拳头握紧又松开,江维看着眼前之人:“这是命令,也是军令!”
掷地有声的话语,却又带着些颤抖,他快速往前,眼前是黝黑的巷子,仿佛不见半分光明。
李云看着江维这般模样,微微闭上了眼睛,趁着夜色,他一路前行过去:“我有事要求见烬王妃。
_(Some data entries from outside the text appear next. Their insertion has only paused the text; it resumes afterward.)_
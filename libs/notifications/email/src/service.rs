//! High-level sending API used by the domain services.

use crate::error::EmailResult;
use crate::models::Email;
use crate::provider::{EmailProvider, LogProvider, SendResult, SmtpConfig, SmtpProvider};
use crate::templates::{PasswordResetData, TemplateEngine, PASSWORD_RESET};
use core_config::ConfigError;
use std::sync::Arc;
use tracing::{info, instrument};

/// Failure to assemble the service at startup
#[derive(Debug, thiserror::Error)]
pub enum NotificationSetupError {
    #[error(transparent)]
    Config(#[from] ConfigError),

    #[error(transparent)]
    Email(#[from] crate::error::EmailError),
}

/// Renders templates and hands the result to the configured provider.
#[derive(Clone)]
pub struct NotificationService {
    provider: Arc<dyn EmailProvider>,
    templates: Arc<TemplateEngine>,
}

impl NotificationService {
    pub fn new(provider: Arc<dyn EmailProvider>, templates: TemplateEngine) -> Self {
        Self {
            provider,
            templates: Arc::new(templates),
        }
    }

    /// SMTP when `SMTP_HOST` is set, otherwise mail is only logged.
    pub fn from_env() -> Result<Self, NotificationSetupError> {
        let provider: Arc<dyn EmailProvider> = match SmtpConfig::from_env_if_configured()? {
            Some(config) => Arc::new(SmtpProvider::new(&config)?),
            None => Arc::new(LogProvider),
        };
        info!(provider = provider.name(), "Email provider selected");

        Ok(Self::new(provider, TemplateEngine::new()?))
    }

    pub fn provider_name(&self) -> &'static str {
        self.provider.name()
    }

    #[instrument(skip(self, reset_url))]
    pub async fn send_password_reset(&self, to: &str, reset_url: &str) -> EmailResult<SendResult> {
        let rendered = self
            .templates
            .render(PASSWORD_RESET, &PasswordResetData { reset_url })?;

        let mut email = Email::new(to, rendered.subject);
        email.body_text = rendered.body_text;
        email.body_html = rendered.body_html;

        self.provider.send(&email).await
    }

    pub async fn health_check(&self) -> EmailResult<()> {
        self.provider.health_check().await
    }
}

#[cfg(test)]
mod tests {
    use super::*;
    use crate::provider::MockEmailProvider;

    #[tokio::test]
    async fn test_send_password_reset() {
        let mock = MockEmailProvider::new();
        let service = NotificationService::new(Arc::new(mock.clone()), TemplateEngine::new().unwrap());

        service
            .send_password_reset("jane@example.com", "http://localhost:4000/reset-password/ff00")
            .await
            .unwrap();

        let sent = mock.sent_emails().await;
        assert_eq!(sent.len(), 1);
        assert_eq!(sent[0].to, "jane@example.com");
        assert_eq!(sent[0].subject, "Password Reset");
        assert!(sent[0]
            .body_text
            .as_deref()
            .unwrap()
            .ends_with("http://localhost:4000/reset-password/ff00"));
    }

    #[tokio::test]
    async fn test_provider_failure_is_returned() {
        let service = NotificationService::new(
            Arc::new(MockEmailProvider::failing("boom")),
            TemplateEngine::new().unwrap(),
        );

        assert!(service.send_password_reset("a@example.com", "http://x/1").await.is_err());
    }

    #[test]
    fn test_from_env_falls_back_to_log_provider() {
        temp_env::with_var_unset("SMTP_HOST", || {
            let service = NotificationService::from_env().unwrap();
            assert_eq!(service.provider_name(), "log");
        });
    }
}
”
好在他那日离开王府时,是光明正大的走的前门,府内众人对他这么一个突兀出现,有突兀离去的人,很是好奇,亦有百般探究,才不曾忘记这张脸。
几个小厮对视一眼,连忙将消息转了回去,寒绫纱正在洗漱收拾,此时收到消息笑着出来了:“你家主子已经考虑清楚了,才让你过来传消息?”
李云看着寒绫纱看着他这张脸在月光下勾勒出些许朦胧之态,却仍然极美,唇角勾着笑容,俨然是胜利者的狂欢,如此一个漂亮的女孩却有这样的蛇蝎心肠!
“贱人,你是个毒妇!”他口中忽然爆呵一声,身子朝着寒绫纱冲了过去,不知从哪儿来的短匕首一下子就刺中了寒绫纱的手臂,鲜血滚滚流出。
待在这里的众多仆人连忙冲了过去,很是勉强的才拦住了李云,他的眼神已经是一片猩红,骤然受了这么重的伤,寒绫纱的小手捏成拳,又缓缓放开,面上仍旧带着笑容看着他。
“寒将军杀人的时候,你们可无一人觉得他恶毒,我不过是以其人之道还治其身,如何恶毒了?”